One of the positive things that came out of the BP Deepwater Horizon disaster was a very large down payment on the State’s Master Plan objectives as a result of the court settlements and subsequent RESTORE ACT provisions.
To date, from handouts provided to attendees, we learned there are currently 24 restoration projects that have been completed, are in construction, or are currently moving towards implementation.
Several of the projects listed included Louisiana’s Outer Coast Restoration Project, where beach, dunes, and back-barrier marsh habitat on three barrier islands was restored.
The Caminada Headline Restoration Project restored 489 acres of beach and dune habitat along seven miles of beach.
The Lake Hermitage Marsh Creation Project restored 100 acres of marsh in the Barataria Basin.
The Bay Denesse Project will restore and enhance emergent marsh habitat, increase habitat diversity and increase wetland productivity. The 2,550 acre improvement will improve habitat for shorebirds, marsh birds, and wintering waterfowl.
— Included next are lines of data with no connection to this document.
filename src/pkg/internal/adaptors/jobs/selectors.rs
use crate::pkg::internal::{adaptors::jobs::spec::JobEntry, store::JobStore};

pub struct JobSelector<'a> {
    store: &'a JobStore,
}

impl<'a> JobSelector<'a> {
    pub fn new(store: &'a JobStore) -> Self {
        JobSelector { store }
    }

    /// Snapshot of every job in insertion order.
    pub async fn get_all(&self) -> Vec<JobEntry> {
        self.store.read().await.clone()
    }

    pub async fn get_by_id(&self, id: i64) -> Option<JobEntry> {
        self.store
            .read()
            .await
            .iter()
            .find(|job| job.id == id)
            .cloned()
    }
}
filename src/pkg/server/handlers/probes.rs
use axum::extract::State;

use crate::{
    pkg::{internal::adaptors::jobs::selectors::JobSelector, server::state::AppState},
    prelude::Result,
};

pub async fn livez() -> Result<()> {
    tracing::debug!("service is live");
    Ok(())
}

pub async fn healthz(State(state): State<AppState>) -> Result<()> {
    let jobs = JobSelector::new(&state.store).get_all().await;
    tracing::debug!("service is healthy, {} jobs tracked", jobs.len());
    Ok(())
}
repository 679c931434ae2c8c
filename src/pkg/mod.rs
pub mod internal;
pub mod server;
use std::fmt;
use std::str::FromStr;

use serde::{Deserialize, Serialize};

#[derive(Debug, Clone, Copy, Default, PartialEq, Eq, Serialize, Deserialize)]
pub enum JobStatus {
    #[default]
    Applied,
    Interviewing,
    Offer,
    Rejected,
}

impl JobStatus {
    pub const ALL: [JobStatus; 4] = [
        JobStatus::Applied,
        JobStatus::Interviewing,
        JobStatus::Offer,
        JobStatus::Rejected,
    ];

    pub fn as_str(&self) -> &'static str {
        match self {
            JobStatus::Applied => "Applied",
            JobStatus::Interviewing => "Interviewing",
            JobStatus::Offer => "Offer",
            JobStatus::Rejected => "Rejected",
        }
    }

    /// css classes for the status badge on job cards
    pub fn badge_class(&self) -> &'static str {
        match self {
            JobStatus::Applied => "bg-blue-100 text-blue-700 border-blue-200",
            JobStatus::Interviewing => "bg-amber-100 text-amber-800 border-amber-200",
            JobStatus::Offer => "bg-emerald-100 text-emerald-800 border-emerald-200",
            JobStatus::Rejected => "bg-rose-100 text-rose-800 border-rose-200",
        }
    }
}

impl fmt::Display for JobStatus {
    fn fmt(&self, f: &mut fmt::Formatter<'_>) -> fmt::Result {
        f.write_str(self.as_str())
    }
}

impl FromStr for JobStatus {
    type Err = String;

    fn from_str(s: &str) -> Result<Self, Self::Err> {
        JobStatus::ALL
            .into_iter()
            .find(|status| status.as_str() == s)
            .ok_or_else(|| format!("unknown status: {s}"))
    }
}

#[derive(Debug, Clone, PartialEq, Eq, Serialize, Deserialize)]
pub struct JobEntry {
    pub id: i64,
    pub title: String,
    pub company: String,
    pub status: JobStatus,
    pub salary_range: String,
    pub description: String,
    pub date_applied: String,
}

impl JobEntry {
    pub const EXCERPT_CHARS: usize = 160;

    pub fn from_new(id: i64, job: NewJob) -> Self {
        JobEntry {
            id,
            title: job.title,
            company: job.company,
            status: job.status,
            salary_range: job.salary_range,
            description: job.description,
            date_applied: job.date_applied,
        }
    }

    /// Description cut to [`Self::EXCERPT_CHARS`] characters for summary cards.
    pub fn excerpt(&self) -> String {
        let mut chars = self.description.chars();
        let head: String = chars.by_ref().take(Self::EXCERPT_CHARS).collect();
        if chars.next().is_some() {
            format!("{}…", head.trim_end())
        } else {
            head
        }
    }
}

/// A job as submitted by a caller, before the store assigns its id.
#[derive(Debug, Clone, PartialEq, Eq)]
pub struct NewJob {
    pub title: String,
    pub company: String,
    pub status: JobStatus,
    pub salary_range: String,
    pub description: String,
    pub date_applied: String,
}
Additionally, improve nesting and brood habitat for mottled ducks and secretive marsh bird.
Other projects include Queen Bess Island near Grand Isle that once was measured 45 acres and eroded to a scant 5 acres. The problem with that is the island is one of the State’s largest Brown Pelican rookeries. Using dredged Mississippi River sand pumped out the island it now has been restored to 37 acres and includes rock walls to help reduce erosion over time.
All of these projects were funded by BP settlement money. Out of the $16.67 billion total available for restoration across the Gulf, roughly $12.8 billion remains, with plenty of projects in the pipeline to make a very large dent in the State’s Master Plan in the foreseeable future.
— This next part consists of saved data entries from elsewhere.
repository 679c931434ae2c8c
use standard_error::{Interpolate, StandardError};

use crate::{pkg::internal::store::seed_jobs, prelude::Result};

pub fn print() -> Result<()> {
    let jobs = seed_jobs();
    let out = serde_json::to_string_pretty(&jobs)
        .map_err(|e| StandardError::new("ERR-CMD-001").interpolate_err(e.to_string()))?;
    println!("{out}");
    tracing::debug!("printed {} seed jobs", jobs.len());
    Ok(())
}
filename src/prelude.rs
pub use standard_error::StandardError;

pub type Result<T> = std::result::Result<T, StandardError>;
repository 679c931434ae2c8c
use jobhunt::{cmd, prelude::Result};
use tracing_subscriber::EnvFilter;

#[tokio::main]
async fn main() -> Result<()> {
    let filter = EnvFilter::try_from_default_env().unwrap_or_else(|_| EnvFilter::new("info"));
    tracing_subscriber::fmt().with_env_filter(filter).init();

    cmd::run().await?;
    Ok(())
}
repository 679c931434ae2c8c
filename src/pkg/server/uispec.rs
use askama::Template;

use crate::pkg::internal::adaptors::jobs::spec::{JobEntry, JobStatus};

#[derive(Template)]
#[template(path = "dashboard.html")]
pub struct Dashboard {
    pub jobs: Vec<JobEntry>,
}

#[derive(Template)]
#[template(path = "details.html")]
pub struct Details {
    pub job: JobEntry,
}

#[derive(Template)]
#[template(path = "not_found.html")]
pub struct NotFound {}

#[derive(Template)]
#[template(path = "add.html")]
pub struct AddJob {
    pub statuses: [JobStatus; 4],
    pub error: Option<&'static str>,
}

impl AddJob {
    pub const INVALID_SUBMISSION: &'static str =
        "All fields are required, with a YYYY-MM-DD date and a listed status.";

    pub fn rejected() -> Self {
        AddJob {
            error: Some(Self::INVALID_SUBMISSION),
            ..Self::default()
        }
    }
}

impl Default for AddJob {
    fn default() -> Self {
        AddJob {
            statuses: JobStatus::ALL,
            error: None,
        }
    }
}
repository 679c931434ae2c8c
use axum::{Router, routing::get};

use super::handlers::{self, probes::{healthz, livez}, ui};
use super::state::AppState;

pub fn build_routes(state: AppState) -> Router {
    Router::new()
        .route("/", get(ui::home))
        .route("/jobs/:id", get(ui::details))
        .route("/add", get(ui::add_form).post(ui::add))
        .route("/api/jobs", get(handlers::jobs::list).post(handlers::jobs::create))
        .route("/api/jobs/:id", get(handlers::jobs::retrieve))
        .route("/healthz", get(healthz))
        .route("/livez", get(livez))
        .with_state(state)
}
One of the things Vanishing Paradise asks in an attempt to engage sportsman is, “Why should you care?”
Several reasons Vanishing Paradise points out is some 10 million ducks, geese, and other waterfowl from the Mississippi and Central Flyways winter along Louisiana’s coast. They point out recreational fishing generates nearly $10.5 billion and hunting nearly $1 billion.
Additionally, the state’s 10 coastal parishes host nearly 4,400 wildlife tourism-related businesses that generate over $200 million in tax revenue.
Another reason notes that one mile of coastal marsh can reduce tropical storm surge by as much as one foot. Moreover, Louisiana is home to 40 percent of the nation’s wetlands, where nearly 50,000 jobs rely on Louisiana fisheries.
The thing about awareness and advocacy is it often falls on deaf ears if you don’t have skin in the game.
Most Louisianans agree rebuilding the Mississippi River delta and Gulf coast for future generations is important. A decade after the BP Deepwater Horizon disaster, we’re well on our way to achieving that goal.